We know that only around one-fifth of regulons in E. coli K-12 encode genes that collectively belong to a single biological process; several regulons encode genes involved in multiple biological processes, whereas in 16% of the 189 known regulons, the gene products encode reactions that cannot be connected to build pathways (Ledezma-Tejeida et al., 2019).
When grouping genes into complex regulons, defined as those subject to regulation by multiple and exactly the same TFs, the functional homogeneity of their regulated genes increases considerably in terms of belonging to a dominant functional class [See Figure 3 in Ledezma-Tejeida et al. (2019)]. It is true that this has to be taken with a grain of salt, since currently described regulons are not yet comprehensive since new TF-gene interactions may still be discovered for many TFs. We need to wait for the full genome characterization of complex regulons to solidify this interesting observation. Certainly, finding biologically motivated classes of genes that together perform a dominant function would offer a highly desired intermediate granular level of functional description connecting gene functions with cellular capabilities. At present, we can only speculate whether this intermediate level will be first confirmed in E. coli K-12, present in other bacteria, and less likely, present also in eukaryotes. It will be important to keep capturing whole-genome TF-gene regulatory interactions. Next-generation functional analysis tools should be able to integrate the various levels of knowledge to allow more powerful querying.
Dealing With Unknowns
One non-trivial issue is that—logically—we follow a conceptual frame of what a living system is and what is necessary for it to work according to the prevalent concepts and notions of the time. This rules out, therefore, far unknown requirements that may be disclosed in the future when more knowledge is acquired, and it raises the challenge of handling the sure unknown unknowns that still remain to be understood and cannot yet be assigned sound gene annotations. In fact, we always work with incomplete knowledge. There is no genome yet with all its genes functionally characterized. GO deals with this by annotating a gene directly to the root term (either “molecular function,” “biological process,” or “cellular component”) when any one aspect has not been characterized. This formally means that the gene enables some “molecular function,” participates in some “biological process,” and is active in some “cellular component.” Fully annotated organisms have at least this information for every gene.

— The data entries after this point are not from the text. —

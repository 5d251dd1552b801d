use std::result::Result as StdResult;

use thiserror::Error;

use crate::core::{id::Tag, native::FacadeError};

/// Result type for grove operations.
pub type Result<T> = StdResult<T, Error>;

/// Core error type.
///
/// Only the fatal classes surface here. Snapshot type mismatches and registry
/// lookup misses are absorbed and logged where they are detected.
#[derive(PartialEq, Eq, Error, Debug, Clone)]
pub enum Error {
    #[error("native {op} failed with status {status}")]
    /// A native facade call reported a non-zero status.
    Native {
        /// Facade operation that failed.
        op: &'static str,
        /// Status code returned by the toolkit.
        status: i32,
    },
    #[error("structural: {0}")]
    /// The instance tree would stop mirroring the shadow tree.
    Structural(String),
    #[error("instance not found: {0}")]
    /// A commit referenced a tag that is not in the arena.
    InstanceNotFound(Tag),
    #[error("duplicate tag: {0}")]
    /// A commit created a tag that already exists.
    DuplicateTag(Tag),
    #[error("config: {0}")]
    /// Configuration could not be parsed.
    Config(String),
    #[error("invalid: {0}")]
    /// Invalid input at an API boundary.
    Invalid(String),
    #[error("internal: {0}")]
    /// Internal error.
    Internal(String),
}

impl From<FacadeError> for Error {
    fn from(e: FacadeError) -> Self {
        Self::Native {
            op: e.op,
            status: e.status,
        }
    }
}
use std::{
    cell::{Cell, RefCell},
    collections::{HashMap, HashSet},
};

use crate::core::native::{
    AttributeId, AttributeValue, FacadeError, FacadeResult, NativeEventKind, NativeFacade,
    NativeHandle, NodeType,
};

/// One recorded facade call.
#[derive(Debug, Clone, PartialEq)]
pub enum NativeCall {
    /// `create_node`.
    Create {
        /// Handle returned.
        handle: NativeHandle,
        /// Requested type.
        node_type: NodeType,
    },
    /// `dispose_node`.
    Dispose(NativeHandle),
    /// `set_attribute`.
    Set {
        /// Target node.
        handle: NativeHandle,
        /// Attribute.
        id: AttributeId,
        /// Value written.
        value: AttributeValue,
    },
    /// `reset_attribute`.
    Reset {
        /// Target node.
        handle: NativeHandle,
        /// Attribute.
        id: AttributeId,
    },
    /// `get_attribute`.
    Get {
        /// Target node.
        handle: NativeHandle,
        /// Attribute.
        id: AttributeId,
    },
    /// `insert_child`.
    Insert {
        /// Container.
        parent: NativeHandle,
        /// Inserted node.
        child: NativeHandle,
        /// Requested index.
        index: usize,
    },
    /// `remove_child`.
    Remove {
        /// Container.
        parent: NativeHandle,
        /// Removed node.
        child: NativeHandle,
    },
    /// `register_event`.
    Register {
        /// Target node.
        handle: NativeHandle,
        /// Event kind.
        kind: NativeEventKind,
    },
    /// `unregister_event`.
    Unregister {
        /// Target node.
        handle: NativeHandle,
        /// Event kind.
        kind: NativeEventKind,
    },
}

/// An in-memory toolkit that records every call and keeps enough state to
/// answer structural questions in assertions.
#[derive(Debug, Default)]
pub struct RecordingFacade {
    /// Calls in order.
    calls: RefCell<Vec<NativeCall>>,
    /// Next handle value.
    next: Cell<u64>,
    /// Injected failure statuses by operation name.
    failures: RefCell<HashMap<&'static str, i32>>,
    /// Current attribute values.
    attributes: RefCell<HashMap<(NativeHandle, AttributeId), AttributeValue>>,
    /// Native children per container.
    children: RefCell<HashMap<NativeHandle, Vec<NativeHandle>>>,
    /// Node types of live nodes.
    types: RefCell<HashMap<NativeHandle, NodeType>>,
    /// Live event registrations.
    registered: RefCell<HashSet<(NativeHandle, NativeEventKind)>>,
}

impl RecordingFacade {
    /// Construct an empty facade.
    pub fn new() -> Self {
        Self::default()
    }

    /// Make every subsequent call to `op` fail with `status`.
    pub fn fail_on(&self, op: &'static str, status: i32) {
        self.failures.borrow_mut().insert(op, status);
    }

    /// Remove all injected failures.
    pub fn clear_failures(&self) {
        self.failures.borrow_mut().clear();
    }

    /// Copy of the recorded calls.
    pub fn calls(&self) -> Vec<NativeCall> {
        self.calls.borrow().clone()
    }

    /// Take the recorded calls, leaving the log empty.
    pub fn take_calls(&self) -> Vec<NativeCall> {
        self.calls.take()
    }

    /// Clear the call log. Toolkit state is kept.
    pub fn clear(&self) {
        self.calls.borrow_mut().clear();
    }

    /// Attribute ids set on `handle`, in call order.
    pub fn set_ids(&self, handle: NativeHandle) -> Vec<AttributeId> {
        self.calls
            .borrow()
            .iter()
            .filter_map(|c| match c {
                NativeCall::Set { handle: h, id, .. } if *h == handle => Some(*id),
                _ => None,
            })
            .collect()
    }

    /// Current native children of `handle`.
    pub fn native_children(&self, handle: NativeHandle) -> Vec<NativeHandle> {
        self.children
            .borrow()
            .get(&handle)
            .cloned()
            .unwrap_or_default()
    }

    /// Current value of an attribute.
    pub fn attribute(&self, handle: NativeHandle, id: AttributeId) -> Option<AttributeValue> {
        self.attributes.borrow().get(&(handle, id)).cloned()
    }

    /// Type of a live node.
    pub fn node_type(&self, handle: NativeHandle) -> Option<NodeType> {
        self.types.borrow().get(&handle).copied()
    }

    /// Number of live nodes.
    pub fn live_nodes(&self) -> usize {
        self.types.borrow().len()
    }

    /// Is `kind` registered on `handle`?
    pub fn is_registered(&self, handle: NativeHandle, kind: NativeEventKind) -> bool {
        self.registered.borrow().contains(&(handle, kind))
    }

    /// Number of live registrations.
    pub fn registrations(&self) -> usize {
        self.registered.borrow().len()
    }

    /// Fail if a failure is injected for `op`.
    fn gate(&self, op: &'static str) -> FacadeResult<()> {
        match self.failures.borrow().get(op) {
            Some(status) => Err(FacadeError {
                op,
                status: *status,
            }),
            None => Ok(()),
        }
    }

    /// Append a call to the log.
    fn record(&self, call: NativeCall) {
        self.calls.borrow_mut().push(call);
    }
}

impl NativeFacade for RecordingFacade {
    fn create_node(&self, node_type: NodeType) -> FacadeResult<NativeHandle> {
        self.gate("create_node")?;
        let handle = NativeHandle(self.next.get() + 1);
        self.next.set(handle.0);
        self.types.borrow_mut().insert(handle, node_type);
        self.record(NativeCall::Create { handle, node_type });
        Ok(handle)
    }

    fn dispose_node(&self, handle: NativeHandle) -> FacadeResult<()> {
        self.gate("dispose_node")?;
        self.types.borrow_mut().remove(&handle);
        self.children.borrow_mut().remove(&handle);
        self.attributes.borrow_mut().retain(|(h, _), _| *h != handle);
        self.record(NativeCall::Dispose(handle));
        Ok(())
    }

    fn set_attribute(
        &self,
        handle: NativeHandle,
        id: AttributeId,
        value: &AttributeValue,
    ) -> FacadeResult<()> {
        self.gate("set_attribute")?;
        self.attributes
            .borrow_mut()
            .insert((handle, id), value.clone());
        self.record(NativeCall::Set {
            handle,
            id,
            value: value.clone(),
        });
        Ok(())
    }

    fn reset_attribute(&self, handle: NativeHandle, id: AttributeId) -> FacadeResult<()> {
        self.gate("reset_attribute")?;
        self.attributes.borrow_mut().remove(&(handle, id));
        self.record(NativeCall::Reset { handle, id });
        Ok(())
    }

    fn get_attribute(
        &self,
        handle: NativeHandle,
        id: AttributeId,
    ) -> FacadeResult<Option<AttributeValue>> {
        self.gate("get_attribute")?;
        self.record(NativeCall::Get { handle, id });
        Ok(self.attribute(handle, id))
    }

    fn insert_child(
        &self,
        parent: NativeHandle,
        child: NativeHandle,
        index: usize,
    ) -> FacadeResult<()> {
        self.gate("insert_child")?;
        let mut children = self.children.borrow_mut();
        let list = children.entry(parent).or_default();
        list.insert(index.min(list.len()), child);
        self.record(NativeCall::Insert {
            parent,
            child,
            index,
        });
        Ok(())
    }

    fn remove_child(&self, parent: NativeHandle, child: NativeHandle) -> FacadeResult<()> {
        self.gate("remove_child")?;
        if let Some(list) = self.children.borrow_mut().get_mut(&parent) {
            list.retain(|c| *c != child);
        }
        self.record(NativeCall::Remove { parent, child });
        Ok(())
    }

    fn register_event(&self, handle: NativeHandle, kind: NativeEventKind) -> FacadeResult<()> {
        self.gate("register_event")?;
        self.registered.borrow_mut().insert((handle, kind));
        self.record(NativeCall::Register { handle, kind });
        Ok(())
    }

    fn unregister_event(&self, handle: NativeHandle, kind: NativeEventKind) -> FacadeResult<()> {
        self.registered.borrow_mut().remove(&(handle, kind));
        self.gate("unregister_event")?;
        self.record(NativeCall::Unregister { handle, kind });
        Ok(())
    }
}
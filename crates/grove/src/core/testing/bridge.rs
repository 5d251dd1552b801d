use std::sync::{Arc, Mutex, MutexGuard, PoisonError};

use serde_json::Value;

use crate::core::{event::RendererBridge, id::Tag, state::State};

/// Everything a [`RecordingBridge`] has received.
#[derive(Debug, Default)]
struct Log {
    /// Events as `(tag, name, payload)`.
    events: Vec<(Tag, String, Value)>,
    /// State updates as `(tag, state)`.
    states: Vec<(Tag, Arc<State>)>,
    /// Listener filter. `None` listens to everything.
    listening: Option<Vec<(Tag, String)>>,
}

/// A renderer bridge that records what it is sent.
#[derive(Debug, Default)]
pub struct RecordingBridge {
    /// Recorded traffic.
    log: Mutex<Log>,
}

impl RecordingBridge {
    /// Construct a bridge that listens to every event.
    pub fn new() -> Self {
        Self::default()
    }

    /// Lock the log. A panicked test thread does not poison later reads.
    fn log(&self) -> MutexGuard<'_, Log> {
        self.log.lock().unwrap_or_else(PoisonError::into_inner)
    }

    /// Only report listeners for the given `(tag, name)` pairs.
    pub fn listen_only(&self, pairs: &[(Tag, &str)]) {
        self.log().listening = Some(
            pairs
                .iter()
                .map(|(t, n)| (*t, (*n).to_string()))
                .collect(),
        );
    }

    /// Recorded events.
    pub fn events(&self) -> Vec<(Tag, String, Value)> {
        self.log().events.clone()
    }

    /// Names of recorded events, in order.
    pub fn event_names(&self) -> Vec<String> {
        self.log().events.iter().map(|e| e.1.clone()).collect()
    }

    /// Recorded events named `name`.
    pub fn events_named(&self, name: &str) -> Vec<(Tag, Value)> {
        self.log()
            .events
            .iter()
            .filter(|e| e.1 == name)
            .map(|e| (e.0, e.2.clone()))
            .collect()
    }

    /// Recorded state updates.
    pub fn states(&self) -> Vec<(Tag, Arc<State>)> {
        self.log().states.clone()
    }

    /// Forget recorded traffic.
    pub fn clear(&self) {
        let mut log = self.log();
        log.events.clear();
        log.states.clear();
    }
}

impl RendererBridge for RecordingBridge {
    fn dispatch_event(&self, tag: Tag, name: &str, payload: Value) {
        self.log().events.push((tag, name.to_string(), payload));
    }

    fn update_state(&self, tag: Tag, state: Arc<State>) {
        self.log().states.push((tag, state));
    }

    fn is_listening(&self, tag: Tag, name: &str) -> bool {
        match &self.log().listening {
            None => true,
            Some(pairs) => pairs.iter().any(|(t, n)| *t == tag && n == name),
        }
    }
}
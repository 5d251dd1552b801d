//! Tests for text fragment targets and text wrapper management.

#[cfg(test)]
mod tests {
    use std::rc::Rc;

    use grove::{
        Tag,
        error::Result,
        geom::{Point, Rect},
        layout::LayoutDirection,
        native::NodeType,
        props::{TextProps, ViewProps},
        state::{Fragment, State, TextState},
        testing::harness::Harness,
        touch::{self, TargetRef},
    };

    fn text_state(fragments: Vec<Fragment>) -> State {
        State::Text(TextState {
            fragments,
            ..Default::default()
        })
    }

    fn hello_world(world_x: f32) -> State {
        text_state(vec![
            Fragment::text(10, "hello ", vec![Rect::new(0.0, 0.0, 50.0, 20.0)]),
            Fragment::text(11, "world", vec![Rect::new(world_x, 0.0, 50.0, 20.0)]),
        ])
    }

    #[test]
    fn fragment_targets_survive_relayout() -> Result<()> {
        let mut h = Harness::new();
        let id = h.create_with_frame(1, TextProps::default(), Rect::new(0.0, 0.0, 200.0, 40.0))?;
        h.state(1, hello_world(50.0))?;
        let fragment = |h: &Harness, tag: i32| {
            h.tree
                .instance(id)
                .and_then(|i| i.text_engine())
                .and_then(|e| e.fragment(Tag(tag)))
                .cloned()
        };
        let world = fragment(&h, 11).expect("fragment");

        h.state(1, hello_world(120.0))?;
        let again = fragment(&h, 11).expect("fragment");
        assert!(Rc::ptr_eq(&world, &again));
        assert_eq!(world.rects(), vec![Rect::new(120.0, 0.0, 50.0, 20.0)]);

        h.state(1, text_state(vec![Fragment::text(10, "hello", vec![])]))?;
        assert!(fragment(&h, 11).is_none());
        Ok(())
    }

    #[test]
    fn hit_test_lands_on_the_fragment() -> Result<()> {
        let mut h = Harness::new();
        let id = h.create_with_frame(1, TextProps::default(), Rect::new(0.0, 0.0, 200.0, 40.0))?;
        h.state(1, hello_world(50.0))?;

        let hit = h.tree.hit_test(Point::new(60.0, 10.0)).expect("hit");
        assert_eq!(hit.tag, Tag(11));
        assert_eq!(
            hit.target,
            TargetRef::Fragment {
                owner: id,
                tag: Tag(11)
            }
        );

        // Between fragments the block itself is the target.
        let hit = h.tree.hit_test(Point::new(150.0, 30.0)).expect("hit");
        assert_eq!(hit.target, TargetRef::Instance(id));
        Ok(())
    }

    #[test]
    fn split_span_is_hit_on_both_halves() -> Result<()> {
        let mut h = Harness::new();
        let id = h.create_with_frame(1, TextProps::default(), Rect::new(0.0, 0.0, 200.0, 40.0))?;
        h.state(
            1,
            text_state(vec![
                Fragment::text(5, "b", vec![Rect::new(0.0, 0.0, 40.0, 20.0)]),
                Fragment::text(6, "c", vec![Rect::new(50.0, 0.0, 40.0, 20.0)]),
                Fragment::text(5, "d", vec![Rect::new(100.0, 0.0, 40.0, 20.0)]),
            ]),
        )?;
        for x in [10.0, 110.0] {
            let hit = h.tree.hit_test(Point::new(x, 10.0)).expect("hit");
            assert_eq!(hit.tag, Tag(5), "x = {x}");
        }
        assert_eq!(h.tree.hit_test(Point::new(60.0, 10.0)).map(|r| r.tag), Some(Tag(6)));
        assert_eq!(
            touch::touch_children(&h.tree, TargetRef::Instance(id)),
            vec![
                TargetRef::Fragment { owner: id, tag: Tag(5) },
                TargetRef::Fragment { owner: id, tag: Tag(6) },
            ]
        );
        Ok(())
    }

    #[test]
    fn fragment_rects_extend_the_bounding_box() -> Result<()> {
        let mut h = Harness::new();
        let id = h.create_with_frame(1, TextProps::default(), Rect::new(0.0, 0.0, 100.0, 20.0))?;
        h.state(1, hello_world(90.0))?;
        assert_eq!(
            h.tree.bounding_box(id),
            Some(Rect::new(0.0, 0.0, 140.0, 20.0))
        );
        Ok(())
    }

    #[test]
    fn attachments_need_a_wrapper() -> Result<()> {
        let mut h = Harness::new();
        h.create_with_frame(1, ViewProps::default(), Rect::new(0.0, 0.0, 300.0, 100.0))?;
        h.create_with_frame(2, TextProps::default(), Rect::new(0.0, 0.0, 200.0, 40.0))?;
        h.create_with_frame(3, ViewProps::default(), Rect::new(100.0, 0.0, 20.0, 20.0))?;
        h.insert(1, 2, 0)?;
        h.insert(2, 3, 0)?;
        let text_node = h.outer(2)?;
        assert_eq!(h.facade.native_children(h.outer(1)?), vec![text_node]);
        assert!(h.facade.native_children(text_node).is_empty());

        h.state(
            2,
            text_state(vec![
                Fragment::text(10, "a", vec![Rect::new(0.0, 0.0, 100.0, 20.0)]),
                Fragment::attachment(3, Rect::new(100.0, 0.0, 20.0, 20.0)),
            ]),
        )?;
        let wrapper = h.outer(2)?;
        assert_ne!(wrapper, text_node);
        assert_eq!(h.facade.node_type(wrapper), Some(NodeType::Stack));
        assert_eq!(h.facade.native_children(h.outer(1)?), vec![wrapper]);
        assert_eq!(
            h.facade.native_children(wrapper),
            vec![text_node, h.outer(3)?]
        );

        h.state(2, hello_world(50.0))?;
        assert_eq!(h.outer(2)?, text_node);
        assert_eq!(h.facade.native_children(h.outer(1)?), vec![text_node]);
        assert_eq!(h.facade.node_type(wrapper), None);
        assert!(h.tree.get(3).is_some_and(|i| !i.is_mounted()));
        Ok(())
    }

    #[test]
    fn right_to_left_text_is_wrapped() -> Result<()> {
        let mut h = Harness::new();
        h.create_with_frame(1, TextProps::default(), Rect::new(0.0, 0.0, 200.0, 40.0))?;
        let text_node = h.outer(1)?;
        h.state(
            1,
            State::Text(TextState {
                direction: LayoutDirection::Rtl,
                ..Default::default()
            }),
        )?;
        assert_ne!(h.outer(1)?, text_node);
        assert_eq!(h.facade.native_children(h.outer(1)?), vec![text_node]);
        Ok(())
    }

    #[test]
    fn attachment_children_are_hit_in_fragment_order() -> Result<()> {
        let mut h = Harness::new();
        h.create_with_frame(1, TextProps::default(), Rect::new(0.0, 0.0, 200.0, 40.0))?;
        h.create_with_frame(3, ViewProps::default(), Rect::new(100.0, 0.0, 20.0, 20.0))?;
        h.insert(1, 3, 0)?;
        h.state(
            1,
            text_state(vec![
                Fragment::text(10, "a", vec![Rect::new(0.0, 0.0, 100.0, 20.0)]),
                Fragment::attachment(3, Rect::new(100.0, 0.0, 20.0, 20.0)),
            ]),
        )?;
        let hit = h.tree.hit_test(Point::new(110.0, 10.0)).expect("hit");
        assert_eq!(hit.tag, Tag(3));
        assert_eq!(hit.local_point, Point::new(10.0, 10.0));
        Ok(())
    }
}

Another confounding factor is semantic ambiguity, even in the scientific community. Unequivocal functionality/annotation of a gene can be assigned in many cases without ambiguity, especially when the meaning of a word or a concept is clearly defined in a dictionary or an ontology. But the information used to annotate genomes is extracted from research articles using natural language processing, and the meaning of a term used in an article may differ significantly from that of the ontological concept definition, leading to misinterpretation and inconsistencies in annotation.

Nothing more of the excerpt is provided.